Hi Julian,
On Sun, Mar 31, 2019 at 01:26:19PM +0300, Julian Anastasov wrote:
> Before now rs_table was used only for NAT real servers.
> Change it to allow TUN real severs from different types,
> possibly hashed with different port key.
>
> Signed-off-by: Julian Anastasov <ja@xxxxxx>
This looks good to me, modulo some nits below.
> ---
> include/net/ip_vs.h | 3 +++
> net/netfilter/ipvs/ip_vs_ctl.c | 43 +++++++++++++++++++++++++++-------
> 2 files changed, 38 insertions(+), 8 deletions(-)
>
> diff --git a/include/net/ip_vs.h b/include/net/ip_vs.h
> index 2ac40135b576..9a8ac8997e34 100644
> --- a/include/net/ip_vs.h
> +++ b/include/net/ip_vs.h
> @@ -1497,6 +1497,9 @@ static inline int ip_vs_todrop(struct netns_ipvs *ipvs)

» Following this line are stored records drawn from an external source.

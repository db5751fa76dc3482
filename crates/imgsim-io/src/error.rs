/// An error type for the io module.
#[derive(thiserror::Error, Debug)]
pub enum IoError {
    /// Error when the file does not exist.
    #[error("File does not exist: {0}")]
    FileDoesNotExist(std::path::PathBuf),

    /// Invalid file extension.
    #[error("File does not have a valid extension: {0}")]
    InvalidFileExtension(std::path::PathBuf),

    /// Error to open the file.
    #[error("Failed to manipulate the file. {0}")]
    FileError(#[from] std::io::Error),

    /// Error to create the image.
    #[error("Failed to create image. {0}")]
    ImageCreationError(#[from] imgsim_image::ImageError),

    /// Error to decode the image.
    #[error("Failed to decode the image. {0}")]
    ImageDecodeError(#[from] image::ImageError),

    /// Error to encode the PNG image.
    #[error("Failed to encode the png image. {0}")]
    PngEncodingError(String),

    /// Error to decode the PNG image.
    #[error("Failed to decode the png image. {0}")]
    PngDecodeError(String),

    /// The decoded pixel layout cannot be converted to the requested one.
    #[error("Unsupported color type: {0}")]
    UnsupportedColorType(String),
}
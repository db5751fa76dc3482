use crate::parallel;
use imgsim_image::{ensure_same_size, Image, ImageError};

/// Define the RGB weights for the grayscale conversion.
const RW: f64 = 0.299;
const GW: f64 = 0.587;
const BW: f64 = 0.114;

/// The same weights in 14-bit fixed point. They sum to `1 << GRAY_SHIFT`.
const GRAY_SHIFT: u32 = 14;
const RW_FIXED: u32 = 4899;
const GW_FIXED: u32 = 9617;
const BW_FIXED: u32 = 1868;

/// Convert an RGB image to grayscale using the formula:
///
/// Y = 0.299 * R + 0.587 * G + 0.114 * B
///
/// # Arguments
///
/// * `src` - The input RGB image.
/// * `dst` - The output grayscale image.
///
/// Precondition: the input and output images must have the same size.
///
/// # Example
///
/// ```
/// use imgsim_image::{Image, ImageSize};
/// use imgsim_imgproc::color::gray_from_rgb;
///
/// let image = Image::<f32, 3>::new(
///     ImageSize {
///         width: 4,
///         height: 5,
///     },
///     vec![0f32; 4 * 5 * 3],
/// )
/// .unwrap();
///
/// let mut gray = Image::<f32, 1>::from_size_val(image.size(), 0.0).unwrap();
///
/// gray_from_rgb(&image, &mut gray).unwrap();
/// assert_eq!(gray.num_channels(), 1);
/// assert_eq!(gray.size().width, 4);
/// assert_eq!(gray.size().height, 5);
/// ```
pub fn gray_from_rgb<T>(src: &Image<T, 3>, dst: &mut Image<T, 1>) -> Result<(), ImageError>
where
    T: Send + Sync + num_traits::Float,
{
    ensure_same_size(src, dst)?;

    let cast_err = || ImageError::CastError(std::any::type_name::<T>().into());
    let rw = T::from(RW).ok_or_else(cast_err)?;
    let gw = T::from(GW).ok_or_else(cast_err)?;
    let bw = T::from(BW).ok_or_else(cast_err)?;

    // parallelize the grayscale conversion by rows
    parallel::par_iter_rows(src, dst, |src_pixel, dst_pixel| {
        let r = src_pixel[0];
        let g = src_pixel[1];
        let b = src_pixel[2];
        dst_pixel[0] = rw * r + gw * g + bw * b;
    });

    Ok(())
}

/// Convert an RGB8 image to grayscale.
///
/// Uses the weights of [`gray_from_rgb`] in 14-bit fixed point with the result
/// rounded half up, so a pure red pixel `(255, 0, 0)` maps to `76`.
///
/// # Arguments
///
/// * `src` - The input RGB8 image.
/// * `dst` - The output grayscale image.
///
/// Precondition: the input and output images must have the same size.
///
/// # Example
///
/// ```
/// use imgsim_image::Image;
/// use imgsim_imgproc::color::gray_from_rgb_u8;
///
/// let red = Image::<u8, 3>::new([1, 1].into(), vec![255, 0, 0]).unwrap();
/// let mut gray = Image::<u8, 1>::from_size_val(red.size(), 0).unwrap();
///
/// gray_from_rgb_u8(&red, &mut gray).unwrap();
/// assert_eq!(gray.as_slice(), &[76]);
/// ```
pub fn gray_from_rgb_u8(src: &Image<u8, 3>, dst: &mut Image<u8, 1>) -> Result<(), ImageError> {
    ensure_same_size(src, dst)?;

    parallel::par_iter_rows(src, dst, |src_pixel, dst_pixel| {
        dst_pixel[0] = luma_u8(src_pixel[0], src_pixel[1], src_pixel[2]);
    });

    Ok(())
}

/// Convert an RGBA8 image to grayscale, ignoring the alpha channel.
///
/// # Arguments
///
/// * `src` - The input RGBA8 image.
/// * `dst` - The output grayscale image.
pub fn gray_from_rgba_u8(src: &Image<u8, 4>, dst: &mut Image<u8, 1>) -> Result<(), ImageError> {
    ensure_same_size(src, dst)?;

    parallel::par_iter_rows(src, dst, |src_pixel, dst_pixel| {
        dst_pixel[0] = luma_u8(src_pixel[0], src_pixel[1], src_pixel[2]);
    });

    Ok(())
}

#[inline]
fn luma_u8(r: u8, g: u8, b: u8) -> u8 {
    let acc = r as u32 * RW_FIXED + g as u32 * GW_FIXED + b as u32 * BW_FIXED;
    ((acc + (1 << (GRAY_SHIFT - 1))) >> GRAY_SHIFT) as u8
}
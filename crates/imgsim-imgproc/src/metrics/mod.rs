//! Image quality and similarity metrics.
//!
//! This module provides functions for quantitatively comparing a rendered or
//! reconstructed image against its reference.
//!
//! # Available Metrics
//!
//! - **MSE** (Mean Squared Error): Average squared difference between samples
//! - **RMSE** (Root Mean Squared Error): Square root of the MSE, in sample units
//! - **PSNR** (Peak Signal-to-Noise Ratio): Quality metric in dB scale
//! - **SSIM** (Structural Similarity Index): Windowed comparison of luminance,
//!   contrast and structure on grayscale images
//!
//! All metrics fail with [`imgsim_image::ImageError::ShapeMismatch`] when the
//! two images differ in size. Channel counts are checked at compile time.
//!
//! # Examples
//!
//! ```
//! use imgsim_image::Image;
//! use imgsim_imgproc::metrics;
//!
//! let reference = Image::<u8, 3>::from_size_val([32, 32].into(), 120).unwrap();
//! let rendered = Image::<u8, 3>::from_size_val([32, 32].into(), 125).unwrap();
//!
//! let report = metrics::evaluate(&reference, &rendered).unwrap();
//! assert_eq!(report.mse, 25.0);
//! assert!(report.psnr > 34.0);
//! ```

mod mse;
mod report;
mod ssim;

pub use mse::{mse, psnr, psnr_with_range, rmse};
pub use report::{evaluate, evaluate_with_options, QualityReport};
pub use ssim::{ssim, ssim_map, ssim_with_options, SsimOptions, SsimWindow, K1, K2};
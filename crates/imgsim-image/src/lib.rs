#![deny(missing_docs)]
#![doc = env!("CARGO_PKG_DESCRIPTION")]

/// image representation for similarity evaluation.
pub mod image;

/// Error types for the image module.
pub mod error;

pub use crate::error::ImageError;
pub use crate::image::{ensure_same_size, Image, ImageSize, PixelDtype};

> static inline int ip_vs_todrop(struct netns_ipvs *ipvs) { return 0; }
> #endif
>
> +#define IP_VS_DFWD_METHOD(dest) (atomic_read(&(dest)->conn_flags) & \
> + IP_VS_CONN_F_FWD_MASK)
> +
> /* ip_vs_fwd_tag returns the forwarding tag of the connection */
> #define IP_VS_FWD_METHOD(cp) (cp->flags & IP_VS_CONN_F_FWD_MASK)
>
> diff --git a/net/netfilter/ipvs/ip_vs_ctl.c b/net/netfilter/ipvs/ip_vs_ctl.c
> index 328683452229..7de90c00c8bd 100644
> --- a/net/netfilter/ipvs/ip_vs_ctl.c
> +++ b/net/netfilter/ipvs/ip_vs_ctl.c
> @@ -515,15 +515,36 @@ static inline unsigned int ip_vs_rs_hashkey(int af,
> static void ip_vs_rs_hash(struct netns_ipvs *ipvs, struct ip_vs_dest *dest)
> {
> unsigned int hash;
> + __be16 port;
>
> if (dest->in_rs_table)
> return;
>
> + switch (IP_VS_DFWD_METHOD(dest)) {
> + case IP_VS_CONN_F_MASQ:
> + port = dest->port;
> + break;
> + case IP_VS_CONN_F_TUNNEL:
> + switch (dest->tun_type) {
> + case IP_VS_CONN_F_TUNNEL_TYPE_GUE:
> + port = dest->tun_port;
> + break;
> + case IP_VS_CONN_F_TUNNEL_TYPE_IPIP:
> + port = 0;
> + break;
> + default:
> + return;
> + }
> + break;
> + default:
> + return;
> + }
> +
> /*
> * Hash by proto,addr,port,
> * which are the parameters of the real service.
> */
> - hash = ip_vs_rs_hashkey(dest->af, &dest->addr, dest->port);
> + hash = ip_vs_rs_hashkey(dest->af, &dest->addr, port);
>
> hlist_add_head_rcu(&dest->d_list, &ipvs->rs_table[hash]);
> dest->in_rs_table = 1;
> @@ -555,7 +576,8 @@ bool ip_vs_has_real_service(struct netns_ipvs *ipvs, int af, __u16 protocol,
> if (dest->port == dport &&
> dest->af == af &&
ip_vs_addr_equal(af, &dest->addr, daddr) &&
> - (dest->protocol == protocol || dest->vfwmark)) {
> + (dest->protocol == protocol || dest->vfwmark) &&
> + (IP_VS_DFWD_METHOD(dest) == IP_VS_CONN_F_MASQ)) {
nit: there seem to be unnecessary () on the line above
> /* HIT */
> return true;
> }
> @@ -585,7 +607,8 @@ struct ip_vs_dest *ip_vs_find_real_service(struct netns_ipvs *ipvs, int af,
> if (dest->port == dport &&
> dest->af == af &&
> ip_vs_addr_equal(af, &dest->addr, daddr) &&
> - (dest->protocol == protocol || dest->vfwmark)) {
> + (dest->protocol == protocol || dest->vfwmark) &&
> + (IP_VS_DFWD_METHOD(dest) == IP_VS_CONN_F_MASQ)) {
ditto
> /* HIT */
> return dest;
> }
...